We then split the data into training and testing sets and employed Bayesian Regression to
fit a model to the training data. Throughout the process, we fine-tuned the model's
hyperparameters to achieve an optimal balance between bias and variance. Subsequently,
we used the model to make predictions on the test data and evaluated its performance
using mean squared error and R-squared score.

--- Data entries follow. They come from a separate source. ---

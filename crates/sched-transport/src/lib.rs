//! The envelope adapter (C7): the only layer that touches wire frames.
//!
//! `sched-engine`'s dispatcher holds the raw ends of four logical
//! streams directly as struct fields (mirroring the way the teacher's
//! event loop holds its `internal_rx` channel directly rather than
//! behind a generic trait — a `tokio::select!` loop needs disjoint
//! field borrows, not an indirection that forces two exclusive borrows
//! of the same handle). [`ChannelTransport`] is the constructor: it
//! builds the four `tokio::sync` channel pairs and hands back the
//! scheduler-side ends plus the [`ChannelTransportHandles`] a demo
//! binary uses to play the part of clients and engines.

pub mod envelope;

pub use envelope::{DepSpecWire, Envelope, Header, Status};

use sched_core::{EngineId, TaskId};
use tokio::sync::{broadcast, mpsc};

/// Tagged mirror sent to the monitor stream (spec.md §6: `intask`,
/// `outtask`, `tracktask`).
#[derive(Debug, Clone)]
pub enum MonEvent {
    InTask(Envelope),
    OutTask(Envelope),
    TaskDestination { msg_id: TaskId, engine_id: EngineId },
}

/// Registration traffic observed on the notifier stream.
#[derive(Debug, Clone, PartialEq, Eq)]
pub enum NotifierEvent {
    Registered(EngineId),
    Unregistered(EngineId),
}

/// The scheduler-side ends of the four streams (spec.md §6): a receiver
/// and sender for the bidirectional client stream, same for the engine
/// stream, a broadcast sender for the publish-only monitor stream, and
/// a receiver for the subscribe-only notifier stream.
pub struct TransportParts {
    pub client_rx: mpsc::Receiver<Envelope>,
    pub client_tx: mpsc::Sender<Envelope>,
    pub engine_rx: mpsc::Receiver<Envelope>,
    pub engine_tx: mpsc::Sender<(EngineId, Envelope)>,
    pub mon_tx: broadcast::Sender<MonEvent>,
    pub notifier_rx: mpsc::Receiver<NotifierEvent>,
}

/// The client/engine/monitor-facing handles for the same transport,
/// handed to simulated clients and engines (see `sched-cli`'s demo
/// binary).
pub struct ChannelTransportHandles {
    pub client_tx: mpsc::Sender<Envelope>,
    pub client_rx: mpsc::Receiver<Envelope>,
    pub engine_tx: mpsc::Sender<Envelope>,
    pub engine_dispatch_rx: mpsc::Receiver<(EngineId, Envelope)>,
    pub mon_rx: broadcast::Receiver<MonEvent>,
    pub notifier_tx: mpsc::Sender<NotifierEvent>,
}

/// Builds a connected in-process transport: `mpsc` for the two
/// bidirectional streams, `broadcast` for the publish-only monitor
/// stream, and a buffered `mpsc` for the notifier stream (registrations
/// are drained with `try_recv`, not awaited, mirroring the ZeroMQ
/// `NOBLOCK` flush in the original `scheduler.py`).
pub struct ChannelTransport;

impl ChannelTransport {
    /// `buffer` bounds each `mpsc` channel; the monitor broadcast
    /// channel uses the same bound.
    pub fn new(buffer: usize) -> (TransportParts, ChannelTransportHandles) {
        let (client_tx, client_rx) = mpsc::channel(buffer);
        let (client_reply_tx, client_reply_rx) = mpsc::channel(buffer);
        let (engine_dispatch_tx, engine_dispatch_rx) = mpsc::channel(buffer);
        let (engine_tx, engine_rx) = mpsc::channel(buffer);
        let (mon_tx, mon_rx) = broadcast::channel(buffer.max(1));
        let (notifier_tx, notifier_rx) = mpsc::channel(buffer);

        let parts = TransportParts {
            client_rx,
            client_tx: client_reply_tx,
            engine_rx,
            engine_tx: engine_dispatch_tx,
            mon_tx,
            notifier_rx,
        };
        let handles = ChannelTransportHandles {
            client_tx,
            client_rx: client_reply_rx,
            engine_tx,
            engine_dispatch_rx,
            mon_rx,
            notifier_tx,
        };
        (parts, handles)
    }
}

/// Drains every currently-queued notifier event without blocking.
/// Grounded on spec.md §4.5.1 step 1: "flush the notifier stream"
/// happens synchronously at the top of submission handling.
pub fn drain_notifier(rx: &mut mpsc::Receiver<NotifierEvent>) -> Vec<NotifierEvent> {
    let mut drained = Vec::new();
    while let Ok(event) = rx.try_recv() {
        drained.push(event);
    }
    drained
}

#[cfg(test)]
mod tests {
    use super::*;
    use sched_core::TaskId;

    #[tokio::test]
    async fn client_round_trip_delivers_envelope() {
        let (mut parts, mut handles) = ChannelTransport::new(8);

        handles
            .client_tx
            .send(Envelope::new(vec![b"c1".to_vec()], Header::submission("t1"), vec![]))
            .await
            .unwrap();
        let received = parts.client_rx.recv().await.unwrap();
        assert_eq!(received.header.msg_id, TaskId::new("t1"));

        parts
            .client_tx
            .send(Envelope::new(vec![b"c1".to_vec()], Header::submission("t1"), vec![]))
            .await
            .unwrap();
        let reply = handles.client_rx.recv().await.unwrap();
        assert_eq!(reply.header.msg_id, TaskId::new("t1"));
    }

    #[tokio::test]
    async fn notifier_drain_is_nonblocking_and_empties_queue() {
        let (mut parts, handles) = ChannelTransport::new(8);
        let e1 = EngineId::from("e1");
        handles
            .notifier_tx
            .send(NotifierEvent::Registered(e1.clone()))
            .await
            .unwrap();

        let drained = drain_notifier(&mut parts.notifier_rx);
        assert_eq!(drained, vec![NotifierEvent::Registered(e1)]);
        assert!(drain_notifier(&mut parts.notifier_rx).is_empty());
    }

    #[tokio::test]
    async fn engine_dispatch_carries_target_identity() {
        let (parts, mut handles) = ChannelTransport::new(8);
        let e1 = EngineId::from("e1");
        parts
            .engine_tx
            .send((e1.clone(), Envelope::new(vec![], Header::submission("t1"), vec![])))
            .await
            .unwrap();

        let (engine, env) = handles.engine_dispatch_rx.recv().await.unwrap();
        assert_eq!(engine, e1);
        assert_eq!(env.header.msg_id, TaskId::new("t1"));
    }

    #[tokio::test]
    async fn mon_publish_with_no_subscribers_does_not_error() {
        let (parts, _handles) = ChannelTransport::new(8);
        let _ = parts.mon_tx.send(MonEvent::TaskDestination {
            msg_id: TaskId::new("t1"),
            engine_id: EngineId::from("e1"),
        });
    }
}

The results, with an R^2 score of 0.65 and an RMSE of 0.68, indicate that the Bayesian
Regression model has captured a reasonable amount of the relationship between the input
features and the target variable, the median house value in California. While the
performance is decent, there is still room for improvement. Further refinements, such as
feature engineering, model selection, or hyperparameter tuning, could potentially enhance
the model's performance, enabling more accurate predictions of house values.